Event report: NIHR Clinical Research Network Ophthalmology Symposium, ARVO 2017, Baltimore, USA
31 May 2017
The National Institute for Health Research (NIHR) held a lunchtime meeting at the recent Association for Research in Vision and Ophthalmology (ARVO) conference in Baltimore, USA, to promote the UK as a site for international research collaboration. This was an event to showcase the wealth of opportunities for clinical research within the NHS, and highlight the invaluable support offered to research groups through the NIHR. Members of the international ophthalmic research community were invited to attend, including delegates from countries including the UK, USA, India, Singapore and Australia, along with industry representatives from companies including Bausch & Lomb and Novartis.

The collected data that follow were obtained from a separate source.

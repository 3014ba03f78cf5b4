//! Shared test patterns and the conformance suite every sort variant is instantiated against.

pub use sort_algos::{Complexity, Sort};

pub mod patterns;
mod iterative {
    sort_test_tools::instantiate_sort_tests!(sort_algos::insertion::iterative::SortImpl);
}

mod recursive {
    sort_test_tools::instantiate_sort_tests!(sort_algos::insertion::recursive::SortImpl);
}

mod binary {
    sort_test_tools::instantiate_sort_tests!(sort_algos::insertion::binary::SortImpl);
}
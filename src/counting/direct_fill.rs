//! Counting sort that rewrites the input from the tally table.
//!
//! Walks the table in key order and writes each key as often as it was counted. Only the keys
//! survive, element identity is not preserved, so this is not a stable sort and only works on
//! the keys themselves. There is no keyed form: equal keys are interchangeable, so
//! the lost order can not be observed. Records go through [`super::stable::sort_by_key`].

use super::{key_range, DiscreteKey};

pub fn sort<K>(v: &mut [K])
where
    K: DiscreteKey,
{
    let Some((min, table_len)) = key_range(v.iter().map(|k| k.to_i64()), v.len()) else {
        return;
    };

    let mut counts = vec![0usize; table_len];
    for k in v.iter() {
        counts[(k.to_i64() - min) as usize] += 1;
    }

    let mut slots = v.iter_mut();
    for (offset, &count) in counts.iter().enumerate() {
        if count == 0 {
            continue;
        }

        let key = K::from_i64(min + offset as i64);
        for slot in slots.by_ref().take(count) {
            *slot = key;
        }
    }
}
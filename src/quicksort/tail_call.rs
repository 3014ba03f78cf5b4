//! Quicksort with smaller-side-first recursion.
//!
//! After each partition only the smaller side is sorted recursively, the larger one is handled by
//! the next loop iteration. Every recursive call therefore gets at most half of the current
//! range, which caps the recursion depth at `floor(log2(len)) + 2` frames regardless of pivot
//! quality. The comparison count is still quadratic in the worst case.

use std::cmp::Ordering;

use crate::partition;

sort_impl!("quicksort_tail_call_unstable", stable = false, worst_case = Quadratic);

#[inline]
pub fn sort<T>(v: &mut [T])
where
    T: Ord,
{
    unstable_sort(v, |a, b| a.lt(b));
}

#[inline]
pub fn sort_by<T, F>(v: &mut [T], mut compare: F)
where
    F: FnMut(&T, &T) -> Ordering,
{
    unstable_sort(v, |a, b| compare(a, b) == Ordering::Less);
}

////////////////////////////////////////////////////////////////////////////////
// Sorting
////////////////////////////////////////////////////////////////////////////////

#[inline]
fn unstable_sort<T, F>(v: &mut [T], mut is_less: F)
where
    F: FnMut(&T, &T) -> bool,
{
    if super::is_zst::<T>() {
        return;
    }

    quicksort(v, &mut is_less);
}

/// Returns the number of stack frames used, including this one.
fn quicksort<T, F>(mut v: &mut [T], is_less: &mut F) -> u32
where
    F: FnMut(&T, &T) -> bool,
{
    let mut frames = 1;

    loop {
        if v.len() < 2 {
            return frames;
        }

        let pivot_pos = partition::lomuto(v, is_less);

        let (left, right) = v.split_at_mut(pivot_pos);
        let right = &mut right[1..];

        if left.len() < right.len() {
            frames = frames.max(1 + quicksort(left, is_less));
            v = right;
        } else {
            frames = frames.max(1 + quicksort(right, is_less));
            v = left;
        }
    }
}
//! Selection sort: repeatedly moves the minimum of the unsorted suffix to its front.

pub mod basic;
pub mod stable;

/// Index of the first minimum in `v`, which must not be empty.
#[inline]
fn min_index<T, F>(v: &[T], is_less: &mut F) -> usize
where
    F: FnMut(&T, &T) -> bool,
{
    let mut min = 0;
    for j in 1..v.len() {
        if is_less(&v[j], &v[min]) {
            min = j;
        }
    }

    min
}
//! Non-recursive quicksort with an explicit range stack.
//!
//! Both sides of every partition with more than one element are pushed, the larger one first.
//! Popping the smaller side first keeps the stack at `O(log(n))` entries.

use std::cmp::Ordering;

use log::debug;

use crate::partition;

sort_impl!("quicksort_iterative_unstable", stable = false, worst_case = Quadratic);

#[inline]
pub fn sort<T>(v: &mut [T])
where
    T: Ord,
{
    unstable_sort(v, |a, b| a.lt(b));
}

#[inline]
pub fn sort_by<T, F>(v: &mut [T], mut compare: F)
where
    F: FnMut(&T, &T) -> Ordering,
{
    unstable_sort(v, |a, b| compare(a, b) == Ordering::Less);
}

////////////////////////////////////////////////////////////////////////////////
// Sorting
////////////////////////////////////////////////////////////////////////////////

#[inline]
fn unstable_sort<T, F>(v: &mut [T], mut is_less: F)
where
    F: FnMut(&T, &T) -> bool,
{
    if super::is_zst::<T>() {
        return;
    }

    let peak_stack_len = quicksort(v, &mut is_less);
    debug!(len = v.len(), peak_stack_len; "iterative quicksort done");
}

/// Returns the largest number of ranges that were on the stack at once.
fn quicksort<T, F>(v_full: &mut [T], is_less: &mut F) -> usize
where
    F: FnMut(&T, &T) -> bool,
{
    if v_full.len() < 2 {
        return 0;
    }

    // Half-open ranges into `v_full`.
    let mut stack: Vec<(usize, usize)> =
        Vec::with_capacity(2 * (v_full.len().ilog2() as usize + 1));
    stack.push((0, v_full.len()));
    let mut peak_stack_len = stack.len();

    while let Some((begin, end)) = stack.pop() {
        let v = &mut v_full[begin..end];

        let pivot_pos = begin + partition::lomuto(v, is_less);

        let left = (begin, pivot_pos);
        let right = (pivot_pos + 1, end);

        let (larger, smaller) = if left.1 - left.0 < right.1 - right.0 {
            (right, left)
        } else {
            (left, right)
        };

        for range in [larger, smaller] {
            if range.1 - range.0 > 1 {
                stack.push(range);
            }
        }

        peak_stack_len = peak_stack_len.max(stack.len());
    }

    peak_stack_len
}

#[cfg(test)]
mod tests {
    use super::*;

    fn peak_for(mut v: Vec<i32>) -> usize {
        let peak = quicksort(&mut v, &mut |a: &i32, b: &i32| a < b);
        assert!(v.windows(2).all(|w| w[0] <= w[1]));
        peak
    }

    #[test]
    fn stack_stays_logarithmic() {
        let len: usize = 8_192;
        let limit = len.ilog2() as usize + 1;

        assert!(peak_for((0..len as i32).collect()) <= limit);
        assert!(peak_for((0..len as i32).rev().collect()) <= limit);
        assert!(peak_for((0..len).map(|i| ((i * 2_741) % len) as i32).collect()) <= limit);
    }

    #[test]
    fn nothing_pushed_for_trivial_input() {
        assert_eq!(peak_for(vec![]), 0);
        assert_eq!(peak_for(vec![1]), 0);
        assert_eq!(peak_for(vec![2, 1]), 1);
    }
}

The event was hosted by Professor Rupert Bourne, chair of the NIHR Ophthalmology Clinical Research Network, who commenced the session with a brief introduction to the scope of NIHR-led research within the NHS. This was followed by a presentation from Faruque Ghanchi, Professor of Ophthalmology at the University of Bradford, who further discussed the role of the NIHR, organisation of the clinical research networks, and how this can specifically facilitate international research collaboration.
Douglas Jabs, Professor and Chairman of the Department of Ophthalmology, Mount Sinai Medical School (New York, USA), spoke next, giving a personal insight of his positive experience of collaboration with the NIHR in delivery of the Multicentre Uveitis Steroid Treatment (MUST) trials. He explained that UK sites had proved highly efficient in achieving their recruitment targets, and expressed a strong desire to continue his collaboration with NHS eye departments for future research.
After a short break for lunch and networking, there were further presentations from Professor Sobha Sivaprasad, Mr Praveen Patel, Mr Philip Hykin and Professor Simon Harding, each discussing their own experiences of NIHR-supported clinical research within the NHS. Finally, Mr Richard Lee introduced Dr Henry Wiley, staff clinician at the National Eye Institute (NEI, Bethesda, Maryland, USA) to discuss his experience of collaboration with NHS sites in delivery of a randomised trail of bevacizumab and ranibizumab for diabetic macular oedema.
In the discussion that followed, delegates remarked that the potential size of patient cohorts accessible through the NHS, and the comprehensive level of support and guidance offered by the NIHR impressed them, and that such opportunities are often not present in their home countries. It thus appears that the NHS and NIHR are indeed attractive prospects to the international research community, and it is hoped that events such as this will encourage increased collaboration in the future.